Lyhanna est un nom qui suscite tristesse et colère depuis que sa mort a révélé d’importants dysfonctionnements de la justice française. On parle de failles judiciaires, de fautes, de manquements. Les termes ne manquent pas et sont assumés par les autorités politiques et judiciaires qui reconnaissent leurs erreurs. Dans cet objectif, le tribunal judiciaire de Rennes se mobilise pour gagner en transparence et en rigueur. Le lundi 29 juin à 16h30, la présidente du tribunal et le procureur de la République organisent une réunion publique au tribunal judiciaire de Rennes. Elle est ouverte à tous, dans la limite des places disponibles. Son objectif est clair : répondre aux interrogations de chacun sur le fonctionnement de l’institution judiciaire.

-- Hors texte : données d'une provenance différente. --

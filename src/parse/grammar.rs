use winnow::combinator::{alt, cut_err, delimited, opt, preceded, repeat, separated, terminated};
use winnow::error::{ErrMode, ModalResult, StrContext, StrContextValue};
use winnow::prelude::*;
use winnow::token::{any, take_while};

use crate::{CompareOp, Expr};

// -- Whitespace & identifiers -----------------------------------------------

fn ws(input: &mut &str) -> ModalResult<()> {
    take_while(0.., |c: char| c.is_whitespace())
        .void()
        .parse_next(input)
}

fn ident<'i>(input: &mut &'i str) -> ModalResult<&'i str> {
    (
        take_while(1.., |c: char| c.is_ascii_alphabetic() || c == '_'),
        take_while(0.., |c: char| c.is_ascii_alphanumeric() || c == '_'),
    )
        .take()
        .parse_next(input)
}

fn path_segments(input: &mut &str) -> ModalResult<()> {
    repeat(1.., ('.', ident)).parse_next(input)
}

// -- Primaries --------------------------------------------------------------

fn quoted(input: &mut &str) -> ModalResult<String> {
    let quote = alt(('\'', '"')).parse_next(input)?;
    let mut s = String::new();
    loop {
        let ch = cut_err(any)
            .context(StrContext::Expected(StrContextValue::CharLiteral(quote)))
            .parse_next(input)?;
        match ch {
            c if c == quote => return Ok(s),
            '\\' => {
                let esc = cut_err(any).parse_next(input)?;
                match esc {
                    'n' => s.push('\n'),
                    't' => s.push('\t'),
                    other => s.push(other),
                }
            }
            c => s.push(c),
        }
    }
}

fn field_path(input: &mut &str) -> ModalResult<Expr> {
    '$'.parse_next(input)?;
    let path = cut_err((ident, path_segments).take())
        .context(StrContext::Expected(StrContextValue::Description(
            "field path such as $node.isEnabled",
        )))
        .parse_next(input)?;
    Ok(Expr::Field(path.to_owned()))
}

fn rule_ref(input: &mut &str) -> ModalResult<Expr> {
    let name = preceded(
        '%',
        cut_err(ident).context(StrContext::Expected(StrContextValue::Description(
            "rule name",
        ))),
    )
    .parse_next(input)?;
    Ok(Expr::RuleRef(name.to_owned()))
}

fn arg_list(input: &mut &str) -> ModalResult<Vec<Expr>> {
    ws.parse_next(input)?;
    if input.starts_with(')') {
        return Ok(Vec::new());
    }
    separated(1.., expr, (ws, ',')).parse_next(input)
}

fn template_call(input: &mut &str) -> ModalResult<Expr> {
    "@string/".parse_next(input)?;
    let name = cut_err(ident)
        .context(StrContext::Expected(StrContextValue::Description(
            "template name",
        )))
        .parse_next(input)?;
    let args = opt(preceded((ws, '('), cut_err(terminated(arg_list, (ws, ')')))))
        .parse_next(input)?;
    Ok(Expr::Template {
        name: name.to_owned(),
        args: args.unwrap_or_default(),
    })
}

/// `true`, `false` and `conditionalPrependWithSpaceSeparator(prefix, value)`.
fn keyword(input: &mut &str) -> ModalResult<Expr> {
    let checkpoint = input.checkpoint();
    let word = ident.parse_next(input)?;
    match word {
        "true" => Ok(Expr::Bool(true)),
        "false" => Ok(Expr::Bool(false)),
        "conditionalPrependWithSpaceSeparator" => {
            let (prefix, value) = cut_err(delimited(
                (ws, '('),
                (expr, preceded((ws, ','), expr)),
                (ws, ')'),
            ))
            .parse_next(input)?;
            Ok(Expr::ConditionalPrepend {
                prefix: Box::new(prefix),
                value: Box::new(value),
            })
        }
        _ => {
            input.reset(&checkpoint);
            Err(ErrMode::from_input(input))
        }
    }
}

fn primary(input: &mut &str) -> ModalResult<Expr> {
    ws.parse_next(input)?;
    alt((
        delimited('(', cut_err(expr), cut_err((ws, ')'))),
        field_path,
        rule_ref,
        template_call,
        quoted.map(Expr::Text),
        keyword,
    ))
    .context(StrContext::Expected(StrContextValue::Description(
        "expression",
    )))
    .parse_next(input)
}

// -- Operators (precedence: || < && < ==/!= < ! < primary) -------------------

fn unary(input: &mut &str) -> ModalResult<Expr> {
    ws.parse_next(input)?;
    if opt('!').parse_next(input)?.is_some() {
        let inner = cut_err(unary).parse_next(input)?;
        Ok(Expr::Not(Box::new(inner)))
    } else {
        primary(input)
    }
}

fn compare_op(input: &mut &str) -> ModalResult<CompareOp> {
    ws.parse_next(input)?;
    alt(("==".value(CompareOp::Eq), "!=".value(CompareOp::Neq))).parse_next(input)
}

fn comparison(input: &mut &str) -> ModalResult<Expr> {
    let left = unary(input)?;
    match opt(compare_op).parse_next(input)? {
        Some(op) => {
            let right = cut_err(unary).parse_next(input)?;
            Ok(Expr::Compare {
                left: Box::new(left),
                op,
                right: Box::new(right),
            })
        }
        None => Ok(left),
    }
}

fn and_expr(input: &mut &str) -> ModalResult<Expr> {
    let first = comparison(input)?;
    let rest: Vec<Expr> =
        repeat(0.., preceded((ws, "&&"), cut_err(comparison))).parse_next(input)?;
    Ok(rest
        .into_iter()
        .fold(first, |acc, r| Expr::And(Box::new(acc), Box::new(r))))
}

fn or_expr(input: &mut &str) -> ModalResult<Expr> {
    let first = and_expr(input)?;
    let rest: Vec<Expr> =
        repeat(0.., preceded((ws, "||"), cut_err(and_expr))).parse_next(input)?;
    Ok(rest
        .into_iter()
        .fold(first, |acc, r| Expr::Or(Box::new(acc), Box::new(r))))
}

fn expr(input: &mut &str) -> ModalResult<Expr> {
    ws.parse_next(input)?;
    or_expr(input)
}

/// A complete inline expression, surrounding whitespace allowed.
pub(crate) fn expression(input: &mut &str) -> ModalResult<Expr> {
    let e = expr(input)?;
    ws.parse_next(input)?;
    Ok(e)
}

// -- Android format strings -------------------------------------------------

#[derive(Debug, Clone, PartialEq, Eq)]
pub(crate) enum Piece<'i> {
    Literal(&'i str),
    /// `%%`
    Percent,
    /// `%N$s`, one-based.
    Positional(usize),
    /// `%s`
    Sequential,
}

fn arg_index(input: &mut &str) -> ModalResult<usize> {
    take_while(1.., |c: char| c.is_ascii_digit())
        .try_map(str::parse::<usize>)
        .verify(|n: &usize| *n >= 1)
        .parse_next(input)
}

fn conversion_char(input: &mut &str) -> ModalResult<char> {
    alt(('s', 'd'))
        .context(StrContext::Expected(StrContextValue::Description(
            "conversion 's' or 'd'",
        )))
        .parse_next(input)
}

fn conversion<'i>(input: &mut &'i str) -> ModalResult<Piece<'i>> {
    alt((
        '%'.value(Piece::Percent),
        (arg_index, '$', conversion_char).map(|(n, _, _)| Piece::Positional(n)),
        conversion_char.value(Piece::Sequential),
    ))
    .parse_next(input)
}

fn piece<'i>(input: &mut &'i str) -> ModalResult<Piece<'i>> {
    alt((
        take_while(1.., |c: char| c != '%').map(Piece::Literal),
        preceded('%', cut_err(conversion)),
    ))
    .parse_next(input)
}

pub(crate) fn format_string<'i>(input: &mut &'i str) -> ModalResult<Vec<Piece<'i>>> {
    repeat(0.., piece).parse_next(input)
}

La justice a été pointée du doigt par les rapporteurs de la mission d’inspection déclenchée après la mort de Lyhanna qui ont rendu leurs analyses le 22 juin dernier. Alors que le corps de la fillette a été découvert le 4 juin, la semaine ayant suivi sa disparition a suffi pour identifier un suspect. Puis pour démêler le dossier de ce suspect et découvrir toutes les plaintes à son encontre. Entre 2017 et 2025, il a fait l’objet de nombreux signalements, procédures et plaintes pour viol sur mineurs.

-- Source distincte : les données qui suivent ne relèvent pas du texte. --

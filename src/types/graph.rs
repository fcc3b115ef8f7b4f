use std::collections::{BTreeMap, HashMap};
use std::fmt;

use super::error::RuleGraphError;
use super::event::{EventTable, FeedbackDescriptor};
use super::expr::{CompiledExpr, Expr};
use super::rule::{CompiledRule, Rule};

/// Builder for constructing a [`RuleGraph`] in code.
///
/// # Example
///
/// ```
/// use switch_access_hints::{RuleGraphBuilder, field, rule_ref, template};
///
/// let graph = RuleGraphBuilder::new()
///     .rule("switch_press_label", template("switch_press_select", vec![]))
///     .rule(
///         "get_hint_for_click",
///         field("node.isClickable").then(template(
///             "hint_clickable",
///             vec![rule_ref("switch_press_label")],
///         )),
///     )
///     .compile()
///     .unwrap();
/// assert_eq!(graph.len(), 2);
/// ```
#[derive(Debug, Default)]
pub struct RuleGraphBuilder {
    rules: Vec<Rule>,
    events: Vec<(String, FeedbackDescriptor)>,
}

impl RuleGraphBuilder {
    #[must_use]
    pub fn new() -> Self {
        Self::default()
    }

    /// Define a named rule.
    #[must_use]
    pub fn rule(mut self, name: &str, body: Expr) -> Self {
        self.rules.push(Rule {
            name: name.to_owned(),
            body,
        });
        self
    }

    /// Register a feedback event. A later registration of the same name wins.
    #[must_use]
    pub fn event(mut self, name: &str, descriptor: FeedbackDescriptor) -> Self {
        self.events.push((name.to_owned(), descriptor));
        self
    }

    /// Compile the rules into an immutable `RuleGraph`.
    ///
    /// # Errors
    ///
    /// Returns [`RuleGraphError`] if validation fails.
    pub fn compile(self) -> Result<RuleGraph, RuleGraphError> {
        let events: BTreeMap<String, FeedbackDescriptor> = self.events.into_iter().collect();
        crate::compile::compile(&self.rules, events)
    }
}

/// A compiled, immutable rule graph plus its feedback event table.
///
/// Rules are stored in dependency order: every rule appears after the rules
/// it references. Thread-safe and designed to live behind `Arc`.
#[derive(Debug)]
pub struct RuleGraph {
    pub(crate) rules: Vec<CompiledRule>,
    pub(crate) rule_indices: HashMap<String, usize>,
    pub(crate) events: EventTable,
}

impl RuleGraph {
    /// Parse a JSON rule document and compile it.
    ///
    /// # Errors
    ///
    /// Returns [`RuleGraphError`] on malformed JSON, a syntax error in an
    /// inline expression, or a validation failure.
    pub fn from_json(input: &str) -> Result<Self, RuleGraphError> {
        let parsed = crate::parse::parse_document(input)?;
        crate::compile::compile(&parsed.rules, parsed.events)
    }

    /// Read a JSON rule document from disk and compile it.
    ///
    /// # Errors
    ///
    /// Returns [`HintError`](crate::HintError) on I/O or load failure.
    pub fn from_file(path: impl AsRef<std::path::Path>) -> Result<Self, crate::HintError> {
        let input = std::fs::read_to_string(path)?;
        Ok(Self::from_json(&input)?)
    }

    /// Position of a named rule in dependency order.
    #[must_use]
    pub fn rule_index(&self, name: &str) -> Option<usize> {
        self.rule_indices.get(name).copied()
    }

    #[must_use]
    pub fn contains(&self, name: &str) -> bool {
        self.rule_indices.contains_key(name)
    }

    /// Rule names in dependency order. Every dependency appears before the
    /// rule that references it.
    #[must_use]
    pub fn execution_order(&self) -> Vec<&str> {
        self.rules.iter().map(|r| r.name.as_str()).collect()
    }

    /// Names of the rules a given rule references, in first-use order.
    ///
    /// Returns `None` if the rule name is not found.
    #[must_use]
    pub fn dependencies_of(&self, rule_name: &str) -> Option<Vec<&str>> {
        let idx = self.rule_index(rule_name)?;
        Some(
            self.rules[idx]
                .dependencies()
                .into_iter()
                .map(|dep| self.rules[dep].name.as_str())
                .collect(),
        )
    }

    #[must_use]
    pub fn events(&self) -> &EventTable {
        &self.events
    }

    #[must_use]
    pub fn len(&self) -> usize {
        self.rules.len()
    }

    #[must_use]
    pub fn is_empty(&self) -> bool {
        self.rules.is_empty()
    }

    /// Compile a free-standing expression against this graph's rules.
    pub(crate) fn compile_expr(&self, expr: &Expr) -> Result<CompiledExpr, RuleGraphError> {
        crate::compile::compile_expr(expr, "<expression>", &self.rule_indices)
    }
}

#[cfg(feature = "binary-cache")]
impl RuleGraph {
    /// Serialize this compiled graph to a byte vector.
    ///
    /// The optional `source_text` is hashed (BLAKE3) and embedded in the
    /// payload metadata so callers can detect a stale cache.
    ///
    /// # Errors
    ///
    /// Returns [`SerializeError`](crate::serial::SerializeError) if encoding fails.
    pub fn to_bytes(
        &self,
        source_text: Option<&str>,
    ) -> Result<Vec<u8>, crate::serial::SerializeError> {
        crate::serial::encode(self, source_text)
    }

    /// Deserialize a graph previously produced by [`to_bytes`](Self::to_bytes).
    ///
    /// # Errors
    ///
    /// Returns [`DeserializeError`](crate::serial::DeserializeError) on
    /// format, integrity, or validation failure.
    pub fn from_bytes(bytes: &[u8]) -> Result<Self, crate::serial::DeserializeError> {
        crate::serial::decode(bytes)
    }

    /// Serialize this graph and write it to a file.
    ///
    /// # Errors
    ///
    /// Returns [`SerializeError`](crate::serial::SerializeError) on
    /// encoding or I/O failure.
    pub fn to_binary_file(
        &self,
        path: impl AsRef<std::path::Path>,
        source_text: Option<&str>,
    ) -> Result<(), crate::serial::SerializeError> {
        let bytes = self.to_bytes(source_text)?;
        std::fs::write(path, bytes)?;
        Ok(())
    }

    /// Read a file and deserialize the graph it contains.
    ///
    /// # Errors
    ///
    /// Returns [`DeserializeError`](crate::serial::DeserializeError) on
    /// I/O, format, integrity, or validation failure.
    pub fn from_binary_file(
        path: impl AsRef<std::path::Path>,
    ) -> Result<Self, crate::serial::DeserializeError> {
        let bytes = std::fs::read(path)?;
        Self::from_bytes(&bytes)
    }
}

impl fmt::Display for RuleGraph {
    fn fmt(&self, f: &mut fmt::Formatter<'_>) -> fmt::Result {
        write!(
            f,
            "RuleGraph({} rules, {} events)",
            self.rules.len(),
            self.events.len(),
        )
    }
}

Face à ces conclusions accablantes, le gouvernement a mis en lumière les défaillances dans le traitement de ces plaintes. Selon lui, les outils juridiques existaient bel et bien, mais ils n’ont pas été pleinement mobilisés. Une circulaire du ministère de la Justice, publiée en janvier dernier, rappelle pourtant que « les violences physiques ou sexuelles doivent faire l’objet d’une vigilance particulière et d’un traitement prioritaire ». Malgré ces instructions, la plainte déposée par la mère d’une fillette, qui dénonçait une cinquantaine de viols, a été instruite comme une procédure ordinaire, sans bénéficier de cette priorité.

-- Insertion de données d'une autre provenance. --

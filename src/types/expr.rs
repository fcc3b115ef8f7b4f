use std::collections::BTreeMap;
use std::fmt;
use std::ops::Not;

use super::field::{FieldPath, NodeField};

/// Comparison operators supported in inline expressions.
#[derive(Debug, Clone, Copy, PartialEq, Eq)]
pub enum CompareOp {
    Eq,
    Neq,
}

impl CompareOp {
    /// Outcome when at least one operand has no result. Two absent operands
    /// are equal; absent and present are not.
    pub(crate) fn absent_result(self, both_absent: bool) -> bool {
        match self {
            CompareOp::Eq => both_absent,
            CompareOp::Neq => !both_absent,
        }
    }
}

/// User-facing rule expression. Field paths and rule names are strings.
/// Transformed into [`CompiledExpr`] during compilation.
#[derive(Debug, Clone, PartialEq)]
pub enum Expr {
    /// Plain text.
    Text(String),
    /// A boolean constant.
    Bool(bool),
    /// `$scope.name`, stored without the `$`.
    Field(String),
    /// `%name`
    RuleRef(String),
    /// `@string/name(args...)`
    Template { name: String, args: Vec<Expr> },
    Compare {
        left: Box<Expr>,
        op: CompareOp,
        right: Box<Expr>,
    },
    And(Box<Expr>, Box<Expr>),
    Or(Box<Expr>, Box<Expr>),
    Not(Box<Expr>),
    If {
        condition: Box<Expr>,
        then: Box<Expr>,
        otherwise: Option<Box<Expr>>,
    },
    Fallback(Vec<Expr>),
    Join {
        parts: Vec<Expr>,
        separator: String,
    },
    ForEachChild {
        collection: String,
        body: Box<Expr>,
    },
    ForReference {
        field: String,
        body: Box<Expr>,
    },
    Switch {
        key: Box<Expr>,
        cases: BTreeMap<String, Expr>,
    },
    ConditionalPrepend {
        prefix: Box<Expr>,
        value: Box<Expr>,
    },
}

/// Compiled expression: field paths are resolved to typed [`FieldPath`]s and
/// rule references to their dependency-order index.
#[derive(Debug, Clone, PartialEq)]
pub(crate) enum CompiledExpr {
    Text(String),
    Bool(bool),
    Field(FieldPath),
    RuleRef(usize),
    Template {
        name: String,
        args: Vec<CompiledExpr>,
    },
    Compare {
        left: Box<CompiledExpr>,
        op: CompareOp,
        right: Box<CompiledExpr>,
    },
    And(Box<CompiledExpr>, Box<CompiledExpr>),
    Or(Box<CompiledExpr>, Box<CompiledExpr>),
    Not(Box<CompiledExpr>),
    If {
        condition: Box<CompiledExpr>,
        then: Box<CompiledExpr>,
        otherwise: Option<Box<CompiledExpr>>,
    },
    Fallback(Vec<CompiledExpr>),
    Join {
        parts: Vec<CompiledExpr>,
        separator: String,
    },
    ForEachChild {
        collection: NodeField,
        body: Box<CompiledExpr>,
    },
    ForReference {
        field: NodeField,
        body: Box<CompiledExpr>,
    },
    Switch {
        key: Box<CompiledExpr>,
        cases: BTreeMap<String, CompiledExpr>,
    },
    ConditionalPrepend {
        prefix: Box<CompiledExpr>,
        value: Box<CompiledExpr>,
    },
}

impl CompiledExpr {
    /// Visit this expression and every sub-expression, parents first.
    pub(crate) fn walk<'a>(&'a self, visit: &mut impl FnMut(&'a CompiledExpr)) {
        visit(self);
        match self {
            CompiledExpr::Text(_)
            | CompiledExpr::Bool(_)
            | CompiledExpr::Field(_)
            | CompiledExpr::RuleRef(_) => {}
            CompiledExpr::Template { args, .. } => args.iter().for_each(|a| a.walk(visit)),
            CompiledExpr::Fallback(items) | CompiledExpr::Join { parts: items, .. } => {
                items.iter().for_each(|e| e.walk(visit));
            }
            CompiledExpr::Compare { left, right, .. }
            | CompiledExpr::And(left, right)
            | CompiledExpr::Or(left, right)
            | CompiledExpr::ConditionalPrepend {
                prefix: left,
                value: right,
            } => {
                left.walk(visit);
                right.walk(visit);
            }
            CompiledExpr::Not(inner)
            | CompiledExpr::ForEachChild { body: inner, .. }
            | CompiledExpr::ForReference { body: inner, .. } => inner.walk(visit),
            CompiledExpr::If {
                condition,
                then,
                otherwise,
            } => {
                condition.walk(visit);
                then.walk(visit);
                if let Some(otherwise) = otherwise {
                    otherwise.walk(visit);
                }
            }
            CompiledExpr::Switch { key, cases } => {
                key.walk(visit);
                cases.values().for_each(|e| e.walk(visit));
            }
        }
    }
}

impl fmt::Display for CompareOp {
    fn fmt(&self, f: &mut fmt::Formatter<'_>) -> fmt::Result {
        match self {
            CompareOp::Eq => write!(f, "=="),
            CompareOp::Neq => write!(f, "!="),
        }
    }
}

fn write_list(f: &mut fmt::Formatter<'_>, items: &[Expr]) -> fmt::Result {
    for (i, item) in items.iter().enumerate() {
        if i > 0 {
            write!(f, ", ")?;
        }
        write!(f, "{item}")?;
    }
    Ok(())
}

impl fmt::Display for Expr {
    fn fmt(&self, f: &mut fmt::Formatter<'_>) -> fmt::Result {
        match self {
            Expr::Text(text) => write!(f, "'{}'", text.replace('\\', "\\\\").replace('\'', "\\'")),
            Expr::Bool(b) => write!(f, "{b}"),
            Expr::Field(path) => write!(f, "${path}"),
            Expr::RuleRef(name) => write!(f, "%{name}"),
            Expr::Template { name, args } => {
                write!(f, "@string/{name}")?;
                if !args.is_empty() {
                    write!(f, "(")?;
                    write_list(f, args)?;
                    write!(f, ")")?;
                }
                Ok(())
            }
            Expr::Compare { left, op, right } => write!(f, "({left} {op} {right})"),
            Expr::And(a, b) => write!(f, "({a} && {b})"),
            Expr::Or(a, b) => write!(f, "({a} || {b})"),
            Expr::Not(inner) => write!(f, "!{inner}"),
            Expr::If {
                condition,
                then,
                otherwise,
            } => {
                write!(f, "if {condition} then {then}")?;
                if let Some(otherwise) = otherwise {
                    write!(f, " else {otherwise}")?;
                }
                Ok(())
            }
            Expr::Fallback(items) => {
                write!(f, "fallback[")?;
                write_list(f, items)?;
                write!(f, "]")
            }
            Expr::Join { parts, separator } => {
                write!(f, "join[")?;
                write_list(f, parts)?;
                write!(f, "] by {separator:?}")
            }
            Expr::ForEachChild { collection, body } => {
                write!(f, "for_each_child ${collection} evaluate {body}")
            }
            Expr::ForReference { field, body } => {
                write!(f, "for_reference ${field} evaluate {body}")
            }
            Expr::Switch { key, cases } => {
                write!(f, "switch {key} {{")?;
                for (i, (case, expr)) in cases.iter().enumerate() {
                    if i > 0 {
                        write!(f, ",")?;
                    }
                    write!(f, " {case:?}: {expr}")?;
                }
                write!(f, " }}")
            }
            Expr::ConditionalPrepend { prefix, value } => {
                write!(f, "conditionalPrependWithSpaceSeparator({prefix}, {value})")
            }
        }
    }
}

impl Expr {
    #[must_use]
    pub fn and(self, other: Expr) -> Expr {
        Expr::And(Box::new(self), Box::new(other))
    }

    #[must_use]
    pub fn or(self, other: Expr) -> Expr {
        Expr::Or(Box::new(self), Box::new(other))
    }

    #[must_use]
    pub fn eq(self, other: Expr) -> Expr {
        Expr::Compare {
            left: Box::new(self),
            op: CompareOp::Eq,
            right: Box::new(other),
        }
    }

    #[must_use]
    pub fn neq(self, other: Expr) -> Expr {
        Expr::Compare {
            left: Box::new(self),
            op: CompareOp::Neq,
            right: Box::new(other),
        }
    }

    /// `if self then then_branch`
    #[must_use]
    pub fn then(self, then_branch: Expr) -> Expr {
        Expr::If {
            condition: Box::new(self),
            then: Box::new(then_branch),
            otherwise: None,
        }
    }

    /// Attach an else branch to an `if` expression. Any other expression is
    /// returned unchanged.
    #[must_use]
    pub fn otherwise(self, else_branch: Expr) -> Expr {
        match self {
            Expr::If {
                condition, then, ..
            } => Expr::If {
                condition,
                then,
                otherwise: Some(Box::new(else_branch)),
            },
            other => other,
        }
    }
}

impl Not for Expr {
    type Output = Expr;

    fn not(self) -> Expr {
        Expr::Not(Box::new(self))
    }
}

/// `$path`, e.g. `field("node.isEnabled")`.
#[must_use]
pub fn field(path: &str) -> Expr {
    Expr::Field(path.trim_start_matches('$').to_owned())
}

/// `%name`
#[must_use]
pub fn rule_ref(name: &str) -> Expr {
    Expr::RuleRef(name.to_owned())
}

#[must_use]
pub fn text(value: &str) -> Expr {
    Expr::Text(value.to_owned())
}

/// `@string/name(args...)`
#[must_use]
pub fn template(name: &str, args: Vec<Expr>) -> Expr {
    Expr::Template {
        name: name.to_owned(),
        args,
    }
}

#[must_use]
pub fn fallback(items: Vec<Expr>) -> Expr {
    Expr::Fallback(items)
}

/// Join with a single space.
#[must_use]
pub fn join(parts: Vec<Expr>) -> Expr {
    Expr::Join {
        parts,
        separator: " ".to_owned(),
    }
}

#[must_use]
pub fn for_each_child(collection: &str, body: Expr) -> Expr {
    Expr::ForEachChild {
        collection: collection.trim_start_matches('$').to_owned(),
        body: Box::new(body),
    }
}

#[must_use]
pub fn for_reference(field: &str, body: Expr) -> Expr {
    Expr::ForReference {
        field: field.trim_start_matches('$').to_owned(),
        body: Box::new(body),
    }
}

#[must_use]
pub fn switch<'a>(key: Expr, cases: impl IntoIterator<Item = (&'a str, Expr)>) -> Expr {
    Expr::Switch {
        key: Box::new(key),
        cases: cases
            .into_iter()
            .map(|(case, expr)| (case.to_owned(), expr))
            .collect(),
    }
}

#[must_use]
pub fn conditional_prepend(prefix: Expr, value: Expr) -> Expr {
    Expr::ConditionalPrepend {
        prefix: Box::new(prefix),
        value: Box::new(value),
    }
}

À la suite de ces dysfonctionnements, le gouvernement a annoncé des sanctions à l’encontre des responsables concernés. Il a réaffirmé la nécessité d’appliquer rigoureusement les dispositifs déjà prévus par les textes. L’enjeu dépasse toutefois ce seul dossier : il s’agit de garantir un traitement rapide et adapté de chaque plainte pour violences sexuelles. Cela suppose une meilleure appropriation des procédures par les forces de l’ordre et les magistrats, mais aussi une information plus claire des victimes et des témoins sur les dispositifs existants et leurs droits.